EXERCISE BRIEF - Filter the lines below, copying only those with the string "RawRecord".

▽

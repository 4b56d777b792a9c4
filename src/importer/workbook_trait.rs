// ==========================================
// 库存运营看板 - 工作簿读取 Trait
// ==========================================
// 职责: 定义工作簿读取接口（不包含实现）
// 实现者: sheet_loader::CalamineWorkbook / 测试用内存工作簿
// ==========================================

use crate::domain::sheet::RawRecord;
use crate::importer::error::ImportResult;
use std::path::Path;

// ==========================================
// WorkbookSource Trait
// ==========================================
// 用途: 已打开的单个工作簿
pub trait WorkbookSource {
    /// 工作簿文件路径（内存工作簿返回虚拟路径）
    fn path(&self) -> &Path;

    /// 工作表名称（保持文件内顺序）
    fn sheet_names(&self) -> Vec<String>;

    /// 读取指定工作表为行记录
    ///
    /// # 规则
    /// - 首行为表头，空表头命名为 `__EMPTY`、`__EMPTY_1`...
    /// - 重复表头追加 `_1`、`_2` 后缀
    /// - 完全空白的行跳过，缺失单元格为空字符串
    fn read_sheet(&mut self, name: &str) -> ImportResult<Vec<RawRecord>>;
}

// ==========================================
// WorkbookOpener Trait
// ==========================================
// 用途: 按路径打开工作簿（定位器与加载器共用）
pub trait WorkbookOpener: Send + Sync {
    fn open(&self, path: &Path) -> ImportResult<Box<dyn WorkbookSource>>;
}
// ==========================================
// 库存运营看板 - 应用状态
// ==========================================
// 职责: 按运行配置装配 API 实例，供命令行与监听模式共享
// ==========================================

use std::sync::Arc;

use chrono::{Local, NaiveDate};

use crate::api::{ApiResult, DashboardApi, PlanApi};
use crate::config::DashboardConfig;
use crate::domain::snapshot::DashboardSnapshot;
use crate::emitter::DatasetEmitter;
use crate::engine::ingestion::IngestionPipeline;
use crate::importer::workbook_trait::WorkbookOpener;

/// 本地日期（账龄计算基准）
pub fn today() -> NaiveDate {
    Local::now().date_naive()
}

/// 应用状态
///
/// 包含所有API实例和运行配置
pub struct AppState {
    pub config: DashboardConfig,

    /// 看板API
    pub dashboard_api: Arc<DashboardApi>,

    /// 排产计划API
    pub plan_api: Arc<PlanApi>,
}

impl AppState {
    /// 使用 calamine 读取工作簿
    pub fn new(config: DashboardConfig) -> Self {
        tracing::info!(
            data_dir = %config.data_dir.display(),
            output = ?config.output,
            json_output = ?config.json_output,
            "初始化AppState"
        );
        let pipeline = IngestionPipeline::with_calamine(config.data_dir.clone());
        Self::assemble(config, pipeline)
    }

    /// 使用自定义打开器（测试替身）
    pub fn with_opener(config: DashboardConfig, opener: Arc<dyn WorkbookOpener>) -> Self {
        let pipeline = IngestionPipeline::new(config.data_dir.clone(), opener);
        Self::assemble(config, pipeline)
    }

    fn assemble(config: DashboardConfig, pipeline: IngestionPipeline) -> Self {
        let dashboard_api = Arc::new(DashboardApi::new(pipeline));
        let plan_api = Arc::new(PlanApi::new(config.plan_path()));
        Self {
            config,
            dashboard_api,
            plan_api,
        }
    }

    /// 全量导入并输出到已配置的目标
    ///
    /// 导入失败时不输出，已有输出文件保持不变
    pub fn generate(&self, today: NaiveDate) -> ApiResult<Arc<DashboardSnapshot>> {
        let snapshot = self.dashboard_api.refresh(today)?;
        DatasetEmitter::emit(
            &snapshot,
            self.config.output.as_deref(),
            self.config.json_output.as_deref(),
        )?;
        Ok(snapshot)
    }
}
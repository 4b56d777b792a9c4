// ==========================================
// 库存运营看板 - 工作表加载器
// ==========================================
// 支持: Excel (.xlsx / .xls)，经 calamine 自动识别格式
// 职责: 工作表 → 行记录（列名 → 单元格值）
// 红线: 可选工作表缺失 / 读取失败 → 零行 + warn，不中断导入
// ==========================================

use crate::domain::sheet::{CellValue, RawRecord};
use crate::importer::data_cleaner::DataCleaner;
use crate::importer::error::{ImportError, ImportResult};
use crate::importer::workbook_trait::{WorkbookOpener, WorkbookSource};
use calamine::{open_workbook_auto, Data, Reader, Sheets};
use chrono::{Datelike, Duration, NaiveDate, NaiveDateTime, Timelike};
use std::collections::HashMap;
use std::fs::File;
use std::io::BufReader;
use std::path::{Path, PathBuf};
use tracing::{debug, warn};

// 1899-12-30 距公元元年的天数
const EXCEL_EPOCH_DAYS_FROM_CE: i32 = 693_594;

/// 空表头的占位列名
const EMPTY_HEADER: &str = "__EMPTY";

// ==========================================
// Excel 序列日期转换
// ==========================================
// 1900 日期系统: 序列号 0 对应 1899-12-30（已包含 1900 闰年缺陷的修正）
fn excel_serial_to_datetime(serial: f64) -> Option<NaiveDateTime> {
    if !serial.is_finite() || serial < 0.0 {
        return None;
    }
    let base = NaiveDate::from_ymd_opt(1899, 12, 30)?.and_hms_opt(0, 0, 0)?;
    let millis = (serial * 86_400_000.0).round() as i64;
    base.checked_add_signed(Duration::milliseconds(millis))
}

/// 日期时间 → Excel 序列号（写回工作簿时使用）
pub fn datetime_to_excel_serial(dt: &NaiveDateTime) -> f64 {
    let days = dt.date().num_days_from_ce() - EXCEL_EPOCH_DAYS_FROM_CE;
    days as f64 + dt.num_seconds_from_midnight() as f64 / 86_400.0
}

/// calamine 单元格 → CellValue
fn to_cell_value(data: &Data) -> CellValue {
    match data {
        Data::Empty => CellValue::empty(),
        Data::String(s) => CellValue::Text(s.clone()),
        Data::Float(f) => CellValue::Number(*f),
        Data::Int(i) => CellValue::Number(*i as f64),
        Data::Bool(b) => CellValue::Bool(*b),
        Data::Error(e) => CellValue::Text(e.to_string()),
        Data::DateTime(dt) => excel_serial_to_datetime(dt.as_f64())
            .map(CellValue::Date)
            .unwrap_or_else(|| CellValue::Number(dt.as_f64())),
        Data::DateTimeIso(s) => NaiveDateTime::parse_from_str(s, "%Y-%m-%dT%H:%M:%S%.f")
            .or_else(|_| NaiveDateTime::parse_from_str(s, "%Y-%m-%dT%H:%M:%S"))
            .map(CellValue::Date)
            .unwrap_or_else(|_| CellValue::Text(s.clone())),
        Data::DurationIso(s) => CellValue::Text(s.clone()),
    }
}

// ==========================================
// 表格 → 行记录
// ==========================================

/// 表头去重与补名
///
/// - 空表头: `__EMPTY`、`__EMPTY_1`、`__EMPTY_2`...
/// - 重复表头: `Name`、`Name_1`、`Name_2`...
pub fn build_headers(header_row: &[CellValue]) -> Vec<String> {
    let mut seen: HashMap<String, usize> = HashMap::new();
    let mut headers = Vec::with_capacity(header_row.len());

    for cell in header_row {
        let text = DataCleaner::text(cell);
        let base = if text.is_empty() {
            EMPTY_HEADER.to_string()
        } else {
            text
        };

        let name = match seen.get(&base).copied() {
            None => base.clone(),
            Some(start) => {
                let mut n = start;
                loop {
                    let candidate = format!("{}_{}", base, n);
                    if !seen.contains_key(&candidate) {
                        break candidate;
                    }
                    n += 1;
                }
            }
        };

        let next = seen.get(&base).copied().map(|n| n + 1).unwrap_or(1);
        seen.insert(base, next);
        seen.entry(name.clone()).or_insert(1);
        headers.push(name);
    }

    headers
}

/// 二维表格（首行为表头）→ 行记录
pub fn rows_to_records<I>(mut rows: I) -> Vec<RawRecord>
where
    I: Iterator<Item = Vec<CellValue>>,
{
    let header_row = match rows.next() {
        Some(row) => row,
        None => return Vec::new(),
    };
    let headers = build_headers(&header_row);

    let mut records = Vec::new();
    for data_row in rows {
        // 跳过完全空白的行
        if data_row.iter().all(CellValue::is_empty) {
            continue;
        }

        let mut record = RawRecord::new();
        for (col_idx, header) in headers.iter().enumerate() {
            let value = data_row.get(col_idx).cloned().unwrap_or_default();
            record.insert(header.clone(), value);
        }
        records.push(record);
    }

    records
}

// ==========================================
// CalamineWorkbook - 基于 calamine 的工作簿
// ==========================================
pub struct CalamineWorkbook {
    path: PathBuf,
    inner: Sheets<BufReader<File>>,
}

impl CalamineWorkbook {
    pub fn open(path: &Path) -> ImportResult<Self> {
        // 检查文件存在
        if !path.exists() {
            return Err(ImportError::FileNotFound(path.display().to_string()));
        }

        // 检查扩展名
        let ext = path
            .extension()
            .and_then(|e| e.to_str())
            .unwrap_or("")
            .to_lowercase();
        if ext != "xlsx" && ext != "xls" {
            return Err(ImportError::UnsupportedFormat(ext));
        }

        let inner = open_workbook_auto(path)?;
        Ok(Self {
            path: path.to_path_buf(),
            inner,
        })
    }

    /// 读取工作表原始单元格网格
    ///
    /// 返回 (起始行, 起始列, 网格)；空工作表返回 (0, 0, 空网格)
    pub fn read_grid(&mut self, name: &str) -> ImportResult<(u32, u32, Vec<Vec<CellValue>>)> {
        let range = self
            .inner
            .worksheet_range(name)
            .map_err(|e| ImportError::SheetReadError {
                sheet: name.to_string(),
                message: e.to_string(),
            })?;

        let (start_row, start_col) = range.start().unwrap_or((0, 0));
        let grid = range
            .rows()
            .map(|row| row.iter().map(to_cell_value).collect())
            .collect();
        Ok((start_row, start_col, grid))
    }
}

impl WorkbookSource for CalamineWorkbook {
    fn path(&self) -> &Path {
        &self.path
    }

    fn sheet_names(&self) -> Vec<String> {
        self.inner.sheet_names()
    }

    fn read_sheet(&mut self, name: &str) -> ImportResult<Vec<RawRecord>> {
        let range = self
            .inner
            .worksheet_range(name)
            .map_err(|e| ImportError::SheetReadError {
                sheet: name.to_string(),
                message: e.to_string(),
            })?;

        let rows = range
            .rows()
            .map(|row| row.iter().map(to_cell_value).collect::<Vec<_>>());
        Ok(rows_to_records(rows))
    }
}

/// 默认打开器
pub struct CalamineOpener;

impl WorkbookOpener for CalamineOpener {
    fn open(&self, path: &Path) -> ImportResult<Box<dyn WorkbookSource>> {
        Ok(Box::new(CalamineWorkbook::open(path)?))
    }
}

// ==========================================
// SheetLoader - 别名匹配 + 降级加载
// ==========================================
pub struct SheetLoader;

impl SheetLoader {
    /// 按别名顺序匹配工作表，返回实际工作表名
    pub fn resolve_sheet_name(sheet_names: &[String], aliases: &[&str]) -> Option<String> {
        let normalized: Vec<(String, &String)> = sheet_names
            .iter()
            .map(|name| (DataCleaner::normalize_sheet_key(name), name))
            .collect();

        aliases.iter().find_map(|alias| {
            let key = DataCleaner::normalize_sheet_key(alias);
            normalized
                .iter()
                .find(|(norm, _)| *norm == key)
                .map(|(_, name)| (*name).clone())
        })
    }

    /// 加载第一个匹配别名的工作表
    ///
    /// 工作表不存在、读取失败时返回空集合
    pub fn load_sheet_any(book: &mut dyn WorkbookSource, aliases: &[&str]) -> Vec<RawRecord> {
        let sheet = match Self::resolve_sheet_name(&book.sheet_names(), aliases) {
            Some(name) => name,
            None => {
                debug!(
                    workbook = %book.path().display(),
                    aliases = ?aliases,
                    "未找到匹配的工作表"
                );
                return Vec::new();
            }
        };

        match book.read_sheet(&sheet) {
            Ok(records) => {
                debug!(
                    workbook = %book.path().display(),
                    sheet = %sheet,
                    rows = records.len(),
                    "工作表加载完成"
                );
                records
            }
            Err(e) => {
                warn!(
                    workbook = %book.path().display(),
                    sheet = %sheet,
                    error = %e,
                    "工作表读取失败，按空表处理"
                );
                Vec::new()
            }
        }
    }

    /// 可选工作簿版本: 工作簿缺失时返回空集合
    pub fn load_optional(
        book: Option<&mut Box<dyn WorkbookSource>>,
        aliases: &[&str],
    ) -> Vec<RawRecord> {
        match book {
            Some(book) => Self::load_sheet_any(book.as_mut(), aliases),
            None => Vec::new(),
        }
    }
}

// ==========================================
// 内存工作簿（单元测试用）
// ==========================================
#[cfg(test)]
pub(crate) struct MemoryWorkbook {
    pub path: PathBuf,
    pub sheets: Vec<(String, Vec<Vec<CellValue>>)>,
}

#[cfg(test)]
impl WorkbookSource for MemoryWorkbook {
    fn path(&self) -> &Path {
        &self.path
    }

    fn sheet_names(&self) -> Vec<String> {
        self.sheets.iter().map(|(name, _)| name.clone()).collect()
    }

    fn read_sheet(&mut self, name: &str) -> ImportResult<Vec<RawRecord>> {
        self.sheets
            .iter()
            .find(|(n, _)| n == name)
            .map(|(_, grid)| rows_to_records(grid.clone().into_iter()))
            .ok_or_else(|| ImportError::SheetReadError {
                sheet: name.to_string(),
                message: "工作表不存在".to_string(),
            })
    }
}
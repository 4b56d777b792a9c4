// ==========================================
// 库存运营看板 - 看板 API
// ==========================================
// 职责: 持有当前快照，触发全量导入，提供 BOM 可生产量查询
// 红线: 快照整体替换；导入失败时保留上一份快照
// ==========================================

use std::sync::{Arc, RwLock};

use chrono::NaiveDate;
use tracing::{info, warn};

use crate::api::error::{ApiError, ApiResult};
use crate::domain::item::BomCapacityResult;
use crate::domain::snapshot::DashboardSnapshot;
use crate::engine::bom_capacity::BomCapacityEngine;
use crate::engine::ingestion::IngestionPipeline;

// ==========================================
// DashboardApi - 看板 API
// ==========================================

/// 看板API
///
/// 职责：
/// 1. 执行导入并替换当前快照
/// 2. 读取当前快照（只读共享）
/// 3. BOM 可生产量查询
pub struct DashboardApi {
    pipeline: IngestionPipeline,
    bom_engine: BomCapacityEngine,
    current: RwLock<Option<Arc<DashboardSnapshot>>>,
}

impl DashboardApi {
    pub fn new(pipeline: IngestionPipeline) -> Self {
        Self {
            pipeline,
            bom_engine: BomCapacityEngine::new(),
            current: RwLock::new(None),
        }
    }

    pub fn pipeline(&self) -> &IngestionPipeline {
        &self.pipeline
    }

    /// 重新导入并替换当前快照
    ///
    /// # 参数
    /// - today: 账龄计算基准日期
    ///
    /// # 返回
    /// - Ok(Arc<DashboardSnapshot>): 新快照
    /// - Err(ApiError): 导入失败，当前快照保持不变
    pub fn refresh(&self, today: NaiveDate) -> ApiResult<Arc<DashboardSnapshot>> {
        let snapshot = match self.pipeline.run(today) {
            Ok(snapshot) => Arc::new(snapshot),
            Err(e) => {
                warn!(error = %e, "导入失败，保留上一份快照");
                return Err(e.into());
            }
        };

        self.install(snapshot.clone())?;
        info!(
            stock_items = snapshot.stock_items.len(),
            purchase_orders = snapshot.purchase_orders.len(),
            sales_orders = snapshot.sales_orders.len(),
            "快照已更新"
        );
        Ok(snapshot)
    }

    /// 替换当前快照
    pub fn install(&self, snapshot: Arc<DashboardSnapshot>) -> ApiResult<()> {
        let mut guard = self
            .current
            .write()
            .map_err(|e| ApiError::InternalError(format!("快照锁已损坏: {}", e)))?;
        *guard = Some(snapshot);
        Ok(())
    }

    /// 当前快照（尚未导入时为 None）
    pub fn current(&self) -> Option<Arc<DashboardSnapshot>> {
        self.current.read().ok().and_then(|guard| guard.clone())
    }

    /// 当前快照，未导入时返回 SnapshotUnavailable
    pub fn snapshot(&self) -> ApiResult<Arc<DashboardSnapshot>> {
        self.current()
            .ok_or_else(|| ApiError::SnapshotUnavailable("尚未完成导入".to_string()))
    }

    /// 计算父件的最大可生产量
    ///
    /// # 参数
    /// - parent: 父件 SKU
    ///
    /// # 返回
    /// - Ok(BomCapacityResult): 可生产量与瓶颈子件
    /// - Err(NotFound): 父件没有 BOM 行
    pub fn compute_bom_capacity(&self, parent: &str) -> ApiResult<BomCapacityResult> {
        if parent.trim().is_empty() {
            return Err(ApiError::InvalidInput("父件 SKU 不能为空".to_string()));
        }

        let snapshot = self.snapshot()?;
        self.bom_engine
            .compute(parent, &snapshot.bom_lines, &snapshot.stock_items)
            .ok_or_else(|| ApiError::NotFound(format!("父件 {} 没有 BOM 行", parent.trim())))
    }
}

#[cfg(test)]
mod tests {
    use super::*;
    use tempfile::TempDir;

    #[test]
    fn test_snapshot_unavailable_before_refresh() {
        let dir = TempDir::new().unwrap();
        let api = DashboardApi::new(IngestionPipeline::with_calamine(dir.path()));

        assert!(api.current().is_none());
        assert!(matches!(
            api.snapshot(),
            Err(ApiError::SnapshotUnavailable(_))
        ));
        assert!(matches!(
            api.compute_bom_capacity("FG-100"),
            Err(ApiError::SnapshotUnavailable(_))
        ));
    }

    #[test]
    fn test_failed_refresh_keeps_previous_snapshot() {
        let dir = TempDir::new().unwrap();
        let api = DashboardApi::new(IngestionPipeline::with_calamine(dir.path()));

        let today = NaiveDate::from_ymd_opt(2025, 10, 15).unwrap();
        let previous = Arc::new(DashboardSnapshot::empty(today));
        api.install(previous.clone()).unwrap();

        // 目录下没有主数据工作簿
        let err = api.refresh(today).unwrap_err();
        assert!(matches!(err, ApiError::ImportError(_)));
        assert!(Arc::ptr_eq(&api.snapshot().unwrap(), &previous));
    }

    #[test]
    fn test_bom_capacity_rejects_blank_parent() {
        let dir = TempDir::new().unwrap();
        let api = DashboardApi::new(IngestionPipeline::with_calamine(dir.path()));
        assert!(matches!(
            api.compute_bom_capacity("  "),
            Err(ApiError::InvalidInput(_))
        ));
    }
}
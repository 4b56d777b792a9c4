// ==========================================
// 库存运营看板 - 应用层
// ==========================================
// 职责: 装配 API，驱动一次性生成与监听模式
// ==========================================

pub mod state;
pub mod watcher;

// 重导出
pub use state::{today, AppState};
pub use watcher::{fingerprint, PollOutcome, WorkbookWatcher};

△

RESULT FOR THIS TASK -
use crate::domain::sheet::RawRecord;
    fn read_sheet(&mut self, name: &str) -> ImportResult<Vec<RawRecord>>;
use crate::domain::sheet::{CellValue, RawRecord};
pub fn rows_to_records<I>(mut rows: I) -> Vec<RawRecord>
        let mut record = RawRecord::new();
    fn read_sheet(&mut self, name: &str) -> ImportResult<Vec<RawRecord>> {
    pub fn load_sheet_any(book: &mut dyn WorkbookSource, aliases: &[&str]) -> Vec<RawRecord> {
    ) -> Vec<RawRecord> {
    fn read_sheet(&mut self, name: &str) -> ImportResult<Vec<RawRecord>> {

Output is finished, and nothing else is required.